His 12th book, Wolf Hall, The first in the Thomas Cromwell trilogy, propelled him to undeniable fame. She was in her late fifties when it won her the Booker Prize in 2009. The second Booker will come with his follow-up, bring bodies up, mirror and light, Published in 2020, she got that rare book-world fanfare, making her stand out in queues on the streets.
She was a prolific novelist, short story writer and critic who closely followed her understanding of the craft. She knew the need for practice and routine, while never denying the elusive magic that came her way. As a person, she was decent, generous, sly, honest. He read with interest the contemporary novels of young writers, paying attention to the news cycle.
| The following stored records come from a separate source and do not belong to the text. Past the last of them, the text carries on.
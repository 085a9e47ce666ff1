//! Partitioning of definitions across workers
//!
//! Worker `i` of `n` receives `len / n` items, plus one more when
//! `i < len % n`, as a contiguous slice in the original order. The worker
//! count is clamped to `max(1, len)`.

/// Number of workers actually used for `total` items
pub fn effective_workers(total: usize, requested: usize) -> usize {
    requested.min(total).max(1)
}

/// Split `items` into order-preserving, contiguous blocks
pub fn partition<T: Clone>(items: &[T], workers: usize) -> Vec<Vec<T>> {
    let count = effective_workers(items.len(), workers);
    let base = items.len() / count;
    let extra = items.len() % count;

    let mut parts = Vec::with_capacity(count);
    let mut offset = 0;
    for i in 0..count {
        let size = base + usize::from(i < extra);
        parts.push(items[offset..offset + size].to_vec());
        offset += size;
    }
    parts
}

#[cfg(test)]
mod tests {
    use super::*;

    fn sizes(parts: &[Vec<usize>]) -> Vec<usize> {
        parts.iter().map(Vec::len).collect()
    }

    #[test]
    fn test_five_over_three() {
        let items: Vec<usize> = (0..5).collect();
        let parts = partition(&items, 3);
        assert_eq!(sizes(&parts), [2, 2, 1]);
        assert_eq!(parts, vec![vec![0, 1], vec![2, 3], vec![4]]);
    }

    #[test]
    fn test_more_workers_than_items() {
        let items = vec!['a', 'b'];
        assert_eq!(partition(&items, 8), vec![vec!['a'], vec!['b']]);
    }

    #[test]
    fn test_empty_input_gets_one_partition() {
        let items: Vec<u8> = Vec::new();
        let parts = partition(&items, 4);
        assert_eq!(parts.len(), 1);
        assert!(parts[0].is_empty());
    }

    #[test]
    fn test_no_loss_no_duplication_and_balanced() {
        for total in 0..40usize {
            let items: Vec<usize> = (0..total).collect();
            for workers in 1..12usize {
                let parts = partition(&items, workers);
                assert_eq!(parts.len(), effective_workers(total, workers));

                let flattened: Vec<usize> = parts.iter().flatten().copied().collect();
                assert_eq!(flattened, items, "total={total} workers={workers}");

                let lens = sizes(&parts);
                let max = lens.iter().max().copied().unwrap_or(0);
                let min = lens.iter().min().copied().unwrap_or(0);
                assert!(max - min <= 1, "total={total} workers={workers}");
            }
        }
    }

    #[test]
    fn test_effective_workers() {
        assert_eq!(effective_workers(10, 3), 3);
        assert_eq!(effective_workers(2, 5), 2);
        assert_eq!(effective_workers(0, 5), 1);
        assert_eq!(effective_workers(4, 0), 1);
    }
}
Mantle was born in Glossop, Derbyshire, and grew up in Hadfield, a small town near Manchester, then Cheshire, where she attended a convent school. She was raised by her mother and stepfather (whose surname she took). She transferred from LSE to the University of Sheffield to study law, where she met her husband, Gerald McEwan (whom she married twice). “The story of my own childhood is a complex sentence I’m always trying to finish, finish and put behind”, she wrote in her 2003 memoir Abandonment of the ghost
In that daring yet playful book, she describes the beginning of a life-long struggle with endometriosis that began as a teenager and remained unchanged until her late twentieth century, when she searched through the textbook. Identify your illness on the page. Her university doctor had referred her to a mental health clinic, convinced that she was imagining her symptoms. When he caught hold of her writing, he decided that her stories were dark proof of insanity and asked her to stop. Mantle has campaigned to raise awareness and research about the disease.
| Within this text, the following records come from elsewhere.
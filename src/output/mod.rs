//! Output formatting module
//!
//! Provides various output formats for test results.

mod formatter;

pub use formatter::{progress_bar, OutputFormat, ResultFormatter};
Gerald’s job as a geologist took him to Botswana for five years and Saudi Arabia for four years in the 1970s. He described Saudi Arabia as “an extremely lonely life”. That’s where my mind often goes.” Gerald quit his job to work for Mantle. In 2010, he bought a flat in Buddley Salterton, Devon, where he’s lived and worked ever since, with Mantel every now and then. Day set up Hill in his office, keeping his writing and life neatly separate.
Mantle was president of the literary festival there, and recently auctioned his desk for over £4,000 to provide funding for literacy outreach work. But he had plans to move to Ireland – “Brexit is making me very sad”, he told me in 2020. “I think it would really break my heart to leave here. But there are thoughts that make me uncomfortable in England now.”
A recurring theme in his writings was death, or alternatively, how the dead survive: the vibrancy of the past, what is forgotten and what returns. his 2005 novel beyond black, About a medium named Alison, “How can the dead speak?”
A penetrating and witty critic, he had published pieces in the London Review of Books from 1987. She received Damehood in 2015, but has been vocal about the monarchy. A lecture given at the British Museum in 2013 made the front pages of national newspapers when she described Kate Middleton as a “shop-window mannequin”. The (clever) criticism of the monarchy, and what is expected of women in the public eye, was turned into a personal attack. 20 years in writing, a short story about the fictional murder of Margaret Thatcher also sparked controversy. A kind, intelligent writer, but also a cheeky one, she saw through authority, be it the Catholic Church, the monarchy or the Conservative Party.
Meeting writers can be frustrating, but Mantle was everything you wanted from him. Her first and only agent, Bill Hamilton, said in a statement: “We will miss her dearly, but she leaves an extraordinary legacy as a shining light for writers and readers alike.”
Mantle believed in things beyond our comprehension and was open to possibilities. In a recent Q&A with FT, she was asked if she believed in the afterlife. “Yes”, she said. “I cannot imagine how this could work. However, the universe is not limited to what I can imagine.” Her imagination was vast, yet beyond what she could imagine, she believed, even more.